Information:
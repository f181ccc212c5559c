// DisplayPort link training tools
//
// Copyright (C) 2023, Intel Corporation

//! Silicon generation specific data.
//!
//! Register offsets of the transmitter ports, the PHY sideband bus registers and the PHY tuning
//! values of each drive level are different between display controller generations. They are
//! described in JSON, one file per generation. The built-in ones live in
//! `src/data/generations` and are embedded into the binary:
//!
//! ```json
//! {
//!   "name": "valleyview",
//!   "sideband": { "packet": "0x2100", "data": "0x2104", "address": "0x2108", "port": "0x12" },
//!   "ports": [
//!     { "port": "B", "control": "0x64100", "aux_ctl": "0x64110", "phy_base": "0x8200" }
//!   ],
//!   "tuning": [
//!     { "swing": 0, "preemphasis": 0, "writes": [["0x94", "0x00000000"], ...] },
//!     ...
//!   ]
//! }
//! ```
//!
//! Every legal drive level must have an entry in `tuning`.

use std::fmt::{self, Display};
use std::io::{Error, ErrorKind, Result};
use std::path::Path;

use clap::ValueEnum;
use serde::Deserialize;

use crate::aux::AuxChannel;
use crate::dpcd::{Dpcd, DATA_DIR};
use crate::phy::{Level, Phy, PhyTable, Sideband, TuningEntry};
use crate::util;

/// Generation used when none is given.
pub const DEFAULT_GENERATION: &str = "valleyview";

/// Transmitter port.
#[derive(Copy, Clone, Debug, PartialEq, Eq, PartialOrd, Ord, Hash, Deserialize, ValueEnum)]
pub enum PortId {
    A,
    B,
    C,
    D,
}

impl Display for PortId {
    fn fmt(&self, f: &mut fmt::Formatter<'_>) -> fmt::Result {
        let s = match self {
            Self::A => "A",
            Self::B => "B",
            Self::C => "C",
            Self::D => "D",
        };
        write!(f, "{s}")
    }
}

/// Register layout of one transmitter port.
#[derive(Clone, Debug, PartialEq, Eq)]
pub struct PortLayout {
    id: PortId,
    control: u32,
    aux_ctl: u32,
    phy_base: u32,
}

impl PortLayout {
    pub fn new(id: PortId, control: u32, aux_ctl: u32, phy_base: u32) -> Self {
        Self {
            id,
            control,
            aux_ctl,
            phy_base,
        }
    }

    pub fn id(&self) -> PortId {
        self.id
    }

    /// Offset of the port control register.
    pub fn control(&self) -> u32 {
        self.control
    }

    /// Offset of the AUX control register.
    pub fn aux_ctl(&self) -> u32 {
        self.aux_ctl
    }

    /// Base of the PHY tuning registers on the sideband bus.
    pub fn phy_base(&self) -> u32 {
        self.phy_base
    }

    pub fn aux_channel(&self) -> AuxChannel {
        AuxChannel::new(self.aux_ctl)
    }

    pub fn dpcd(&self) -> Dpcd {
        Dpcd::new(self.aux_channel())
    }
}

#[derive(Deserialize)]
struct RawSideband {
    packet: String,
    data: String,
    address: String,
    port: String,
}

#[derive(Deserialize)]
struct RawPort {
    port: PortId,
    control: String,
    aux_ctl: String,
    phy_base: String,
}

#[derive(Deserialize)]
struct RawTuning {
    swing: u8,
    preemphasis: u8,
    writes: Vec<(String, String)>,
}

#[derive(Deserialize)]
struct RawGeneration {
    name: String,
    sideband: RawSideband,
    ports: Vec<RawPort>,
    tuning: Vec<RawTuning>,
}

fn invalid_data(msg: String) -> Error {
    Error::new(ErrorKind::InvalidData, msg)
}

fn hex<T: num_traits::Num + std::str::FromStr>(s: &str, what: &str) -> Result<T> {
    util::parse_hex(s).ok_or_else(|| invalid_data(format!("invalid {what} '{s}'")))
}

/// Silicon generation description.
#[derive(Clone, Debug, PartialEq, Eq)]
pub struct Generation {
    name: String,
    sideband: Sideband,
    ports: Vec<PortLayout>,
    table: PhyTable,
}

impl Generation {
    /// Returns the built-in generation called `name`.
    ///
    /// # Examples
    /// ```
    /// use dplink::generation::{Generation, PortId};
    ///
    /// let generation = Generation::builtin("valleyview").unwrap();
    /// let port = generation.port(PortId::B).unwrap();
    /// assert_eq!(port.aux_ctl(), 0x64110);
    /// ```
    pub fn builtin(name: &str) -> Result<Self> {
        let file = DATA_DIR
            .get_file(format!("generations/{name}.json"))
            .ok_or_else(|| Error::new(ErrorKind::NotFound, format!("unknown generation {name}")))?;
        let json = file
            .contents_utf8()
            .ok_or_else(|| invalid_data(format!("generation {name} is not UTF-8")))?;

        Self::from_json(json)
    }

    /// Returns names of the built-in generations.
    pub fn builtins() -> Vec<String> {
        let mut names: Vec<String> = DATA_DIR
            .find("generations/*.json")
            .map(|entries| {
                entries
                    .filter_map(|e| e.as_file())
                    .filter_map(|f| f.path().file_stem()?.to_str().map(String::from))
                    .collect()
            })
            .unwrap_or_default();
        names.sort();
        names
    }

    /// Reads generation description from file at `path`.
    pub fn from_file<P: AsRef<Path>>(path: P) -> Result<Self> {
        let json = std::fs::read_to_string(path)?;
        Self::from_json(&json)
    }

    /// Parses generation description from JSON string.
    pub fn from_json(json: &str) -> Result<Self> {
        let raw: RawGeneration =
            serde_json::from_str(json).map_err(|e| invalid_data(e.to_string()))?;

        let sideband = Sideband::new(
            hex(&raw.sideband.packet, "sideband packet register")?,
            hex(&raw.sideband.data, "sideband data register")?,
            hex(&raw.sideband.address, "sideband address register")?,
            hex(&raw.sideband.port, "sideband port")?,
        );

        if raw.ports.is_empty() {
            return Err(invalid_data(format!("generation {} has no ports", raw.name)));
        }

        let mut ports: Vec<PortLayout> = Vec::with_capacity(raw.ports.len());
        for p in &raw.ports {
            if ports.iter().any(|l| l.id == p.port) {
                return Err(invalid_data(format!("port {} listed twice", p.port)));
            }
            ports.push(PortLayout::new(
                p.port,
                hex(&p.control, "port control register")?,
                hex(&p.aux_ctl, "AUX control register")?,
                hex(&p.phy_base, "PHY base")?,
            ));
        }

        let mut entries: Vec<TuningEntry> = Vec::with_capacity(raw.tuning.len());
        for t in &raw.tuning {
            let level = Level::new(t.swing, t.preemphasis)
                .map_err(|e| invalid_data(format!("tuning table: {e}")))?;
            if entries.iter().any(|e| e.level() == level) {
                return Err(invalid_data(format!("tuning table: {level} listed twice")));
            }
            let writes = t
                .writes
                .iter()
                .map(|(offset, value)| {
                    Ok((hex(offset, "PHY register")?, hex(value, "PHY value")?))
                })
                .collect::<Result<Vec<_>>>()?;
            entries.push(TuningEntry::new(level, writes));
        }

        let table = PhyTable::new(entries);
        if let Some(level) = table.missing_levels().first() {
            return Err(invalid_data(format!("tuning table: no entry for {level}")));
        }

        Ok(Self {
            name: raw.name,
            sideband,
            ports,
            table,
        })
    }

    pub fn name(&self) -> &str {
        &self.name
    }

    pub fn sideband(&self) -> &Sideband {
        &self.sideband
    }

    pub fn ports(&self) -> &[PortLayout] {
        &self.ports
    }

    /// Returns layout of port `id` if this generation has it.
    pub fn port(&self, id: PortId) -> Option<&PortLayout> {
        self.ports.iter().find(|p| p.id == id)
    }

    pub fn phy_table(&self) -> &PhyTable {
        &self.table
    }

    /// Returns drive level control of `port`.
    pub fn phy<'a>(&'a self, port: &PortLayout) -> Phy<'a> {
        Phy::new(&self.sideband, &self.table, port.phy_base)
    }
}

impl Display for Generation {
    fn fmt(&self, f: &mut fmt::Formatter<'_>) -> fmt::Result {
        write!(f, "{}", self.name)
    }
}

#[cfg(test)]
mod test {
    use super::*;

    const SMALL: &str = r#"{
        "name": "test",
        "sideband": { "packet": "0x100", "data": "0x104", "address": "0x108", "port": "0x1" },
        "ports": [ { "port": "A", "control": "0x10", "aux_ctl": "0x20", "phy_base": "0x1000" } ],
        "tuning": [
            { "swing": 0, "preemphasis": 0, "writes": [["0x0", "0x0"]] },
            { "swing": 1, "preemphasis": 0, "writes": [["0x0", "0x1"]] },
            { "swing": 2, "preemphasis": 0, "writes": [["0x0", "0x2"]] },
            { "swing": 3, "preemphasis": 0, "writes": [["0x0", "0x3"]] },
            { "swing": 0, "preemphasis": 1, "writes": [["0x0", "0x4"]] },
            { "swing": 1, "preemphasis": 1, "writes": [["0x0", "0x5"]] },
            { "swing": 2, "preemphasis": 1, "writes": [["0x0", "0x6"]] },
            { "swing": 0, "preemphasis": 2, "writes": [["0x0", "0x7"]] },
            { "swing": 1, "preemphasis": 2, "writes": [["0x0", "0x8"]] },
            { "swing": 0, "preemphasis": 3, "writes": [["0x0", "0x9"]] }
        ]
    }"#;

    #[test]
    fn builtin_tables_are_complete() {
        let names = Generation::builtins();
        assert!(names.contains(&String::from(DEFAULT_GENERATION)));

        for name in names {
            let generation = Generation::builtin(&name).unwrap();
            assert!(generation.phy_table().missing_levels().is_empty());
            assert!(!generation.ports().is_empty());
        }
    }

    #[test]
    fn valleyview() {
        let generation = Generation::builtin("valleyview").unwrap();
        let port = generation.port(PortId::C).unwrap();
        assert_eq!(port.control(), 0x64200);
        assert_eq!(port.phy_base(), 0x8400);
        assert!(generation.port(PortId::A).is_none());

        let entry = generation
            .phy_table()
            .lookup(Level::new(0, 3).unwrap())
            .unwrap();
        assert_eq!(entry.writes()[1], (0x90, 0x1b40_5555));
        assert_eq!(entry.writes().last(), Some(&(0x94, 0x8000_0000)));
    }

    #[test]
    fn unknown_builtin() {
        let err = Generation::builtin("nope").unwrap_err();
        assert_eq!(err.kind(), ErrorKind::NotFound);
    }

    #[test]
    fn custom_table() {
        let generation = Generation::from_json(SMALL).unwrap();
        assert_eq!(generation.name(), "test");
        assert_eq!(generation.sideband().port(), 1);
        let entry = generation
            .phy_table()
            .lookup(Level::new(1, 2).unwrap())
            .unwrap();
        assert_eq!(entry.writes(), &[(0, 8)]);
    }

    #[test]
    fn rejects_incomplete_table() {
        let json = SMALL.replace(
            r#"{ "swing": 0, "preemphasis": 3, "writes": [["0x0", "0x9"]] }"#,
            r#"{ "swing": 2, "preemphasis": 2, "writes": [["0x0", "0x9"]] }"#,
        );
        let err = Generation::from_json(&json).unwrap_err();
        assert_eq!(err.kind(), ErrorKind::InvalidData);

        let json = SMALL.replace(
            r#",
            { "swing": 0, "preemphasis": 3, "writes": [["0x0", "0x9"]] }"#,
            "",
        );
        let err = Generation::from_json(&json).unwrap_err();
        assert_eq!(err.kind(), ErrorKind::InvalidData);
    }

    #[test]
    fn rejects_bad_hex() {
        let json = SMALL.replace("\"0x10\"", "\"zz\"");
        assert!(Generation::from_json(&json).is_err());
    }
}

Activity: Show each line of the records above containing "ErrorKind".

Problem solution:
use std::io::{Error, ErrorKind, Result};
    Error::new(ErrorKind::InvalidData, msg)
            .ok_or_else(|| Error::new(ErrorKind::NotFound, format!("unknown generation {name}")))?;
        assert_eq!(err.kind(), ErrorKind::NotFound);
        assert_eq!(err.kind(), ErrorKind::InvalidData);
        assert_eq!(err.kind(), ErrorKind::InvalidData);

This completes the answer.